Saved entries:
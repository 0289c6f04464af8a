//! Chain synchronization with peers
//!
//! Fetches every registered peer's chain concurrently, each fetch bounded by
//! a timeout, then applies the longest-valid-chain rule under the ledger's
//! write lock.

use crate::consensus::ConsensusResolver;
use crate::core::{ChainSnapshot, SharedLedger};
use crate::mining::MiningControl;
use crate::network::client::ChainFetcher;
use crate::network::registry::NodeRegistry;
use futures::future::join_all;
use std::sync::Arc;
use std::time::Duration;
use tokio::sync::RwLock;

/// Default bound on a single peer fetch
pub const DEFAULT_PEER_TIMEOUT: Duration = Duration::from_secs(5);

/// Chain synchronization manager
pub struct ChainSync {
    ledger: SharedLedger,
    registry: Arc<RwLock<NodeRegistry>>,
    fetcher: Arc<dyn ChainFetcher>,
    control: Arc<MiningControl>,
    resolver: ConsensusResolver,
    peer_timeout: Duration,
}

impl ChainSync {
    pub fn new(
        ledger: SharedLedger,
        registry: Arc<RwLock<NodeRegistry>>,
        fetcher: Arc<dyn ChainFetcher>,
        control: Arc<MiningControl>,
        resolver: ConsensusResolver,
    ) -> Self {
        Self {
            ledger,
            registry,
            fetcher,
            control,
            resolver,
            peer_timeout: DEFAULT_PEER_TIMEOUT,
        }
    }

    pub fn with_peer_timeout(mut self, peer_timeout: Duration) -> Self {
        self.peer_timeout = peer_timeout;
        self
    }

    /// Fetch all peer chains; failed, slow or malformed peers are skipped
    pub async fn fetch_peer_chains(&self) -> Vec<ChainSnapshot> {
        let peers = self.registry.read().await.nodes();

        let results = join_all(peers.into_iter().map(|peer| {
            let fetcher = Arc::clone(&self.fetcher);
            let timeout = self.peer_timeout;
            tokio::spawn(async move {
                log::debug!("Fetching chain from {}", peer);
                let result = tokio::time::timeout(timeout, fetcher.fetch_chain(&peer)).await;
                (peer, result)
            })
        }))
        .await;

        let mut snapshots = Vec::new();
        for result in results {
            match result {
                Ok((peer, Ok(Ok(snapshot)))) => {
                    log::debug!("Peer {} reports {} blocks", peer, snapshot.length);
                    snapshots.push(snapshot);
                }
                Ok((peer, Ok(Err(e)))) => {
                    log::warn!("Skipping peer {}: {}", peer, e);
                }
                Ok((peer, Err(_))) => {
                    log::warn!(
                        "Skipping peer {}: no response within {:?}",
                        peer,
                        self.peer_timeout
                    );
                }
                Err(e) => {
                    log::error!("Peer fetch task failed: {}", e);
                }
            }
        }

        snapshots
    }

    /// Run one resolution pass; returns whether the local chain was replaced
    pub async fn resolve_conflicts(&self) -> bool {
        let candidates = self.fetch_peer_chains().await;

        let replaced = {
            let mut ledger = self.ledger.write().await;
            ledger.resolve_conflicts(&self.resolver, candidates)
        };

        if replaced {
            // Anything mined against the old tip is wasted work now
            self.control.preempt().await;
        } else {
            log::info!("Local chain is authoritative");
        }

        replaced
    }
}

Exercise prompt: Copy each entry exactly, with nothing added or dropped.

Answer box:
repository 0289c6f04464af8a
//! Chain synchronization with peers
//!
//! Fetches every registered peer's chain concurrently, each fetch bounded by
//! a timeout, then applies the longest-valid-chain rule under the ledger's
//! write lock.

use crate::consensus::ConsensusResolver;
use crate::core::{ChainSnapshot, SharedLedger};
use crate::mining::MiningControl;
use crate::network::client::ChainFetcher;
use crate::network::registry::NodeRegistry;
use futures::future::join_all;
use std::sync::Arc;
use std::time::Duration;
use tokio::sync::RwLock;

/// Default bound on a single peer fetch
pub const DEFAULT_PEER_TIMEOUT: Duration = Duration::from_secs(5);

/// Chain synchronization manager
pub struct ChainSync {
    ledger: SharedLedger,
    registry: Arc<RwLock<NodeRegistry>>,
    fetcher: Arc<dyn ChainFetcher>,
    control: Arc<MiningControl>,
    resolver: ConsensusResolver,
    peer_timeout: Duration,
}

impl ChainSync {
    pub fn new(
        ledger: SharedLedger,
        registry: Arc<RwLock<NodeRegistry>>,
        fetcher: Arc<dyn ChainFetcher>,
        control: Arc<MiningControl>,
        resolver: ConsensusResolver,
    ) -> Self {
        Self {
            ledger,
            registry,
            fetcher,
            control,
            resolver,
            peer_timeout: DEFAULT_PEER_TIMEOUT,
        }
    }

    pub fn with_peer_timeout(mut self, peer_timeout: Duration) -> Self {
        self.peer_timeout = peer_timeout;
        self
    }

    /// Fetch all peer chains; failed, slow or malformed peers are skipped
    pub async fn fetch_peer_chains(&self) -> Vec<ChainSnapshot> {
        let peers = self.registry.read().await.nodes();

        let results = join_all(peers.into_iter().map(|peer| {
            let fetcher = Arc::clone(&self.fetcher);
            let timeout = self.peer_timeout;
            tokio::spawn(async move {
                log::debug!("Fetching chain from {}", peer);
                let result = tokio::time::timeout(timeout, fetcher.fetch_chain(&peer)).await;
                (peer, result)
            })
        }))
        .await;

        let mut snapshots = Vec::new();
        for result in results {
            match result {
                Ok((peer, Ok(Ok(snapshot)))) => {
                    log::debug!("Peer {} reports {} blocks", peer, snapshot.length);
                    snapshots.push(snapshot);
                }
                Ok((peer, Ok(Err(e)))) => {
                    log::warn!("Skipping peer {}: {}", peer, e);
                }
                Ok((peer, Err(_))) => {
                    log::warn!(
                        "Skipping peer {}: no response within {:?}",
                        peer,
                        self.peer_timeout
                    );
                }
                Err(e) => {
                    log::error!("Peer fetch task failed: {}", e);
                }
            }
        }

        snapshots
    }

    /// Run one resolution pass; returns whether the local chain was replaced
    pub async fn resolve_conflicts(&self) -> bool {
        let candidates = self.fetch_peer_chains().await;

        let replaced = {
            let mut ledger = self.ledger.write().await;
            ledger.resolve_conflicts(&self.resolver, candidates)
        };

        if replaced {
            // Anything mined against the old tip is wasted work now
            self.control.preempt().await;
        } else {
            log::info!("Local chain is authoritative");
        }

        replaced
    }
}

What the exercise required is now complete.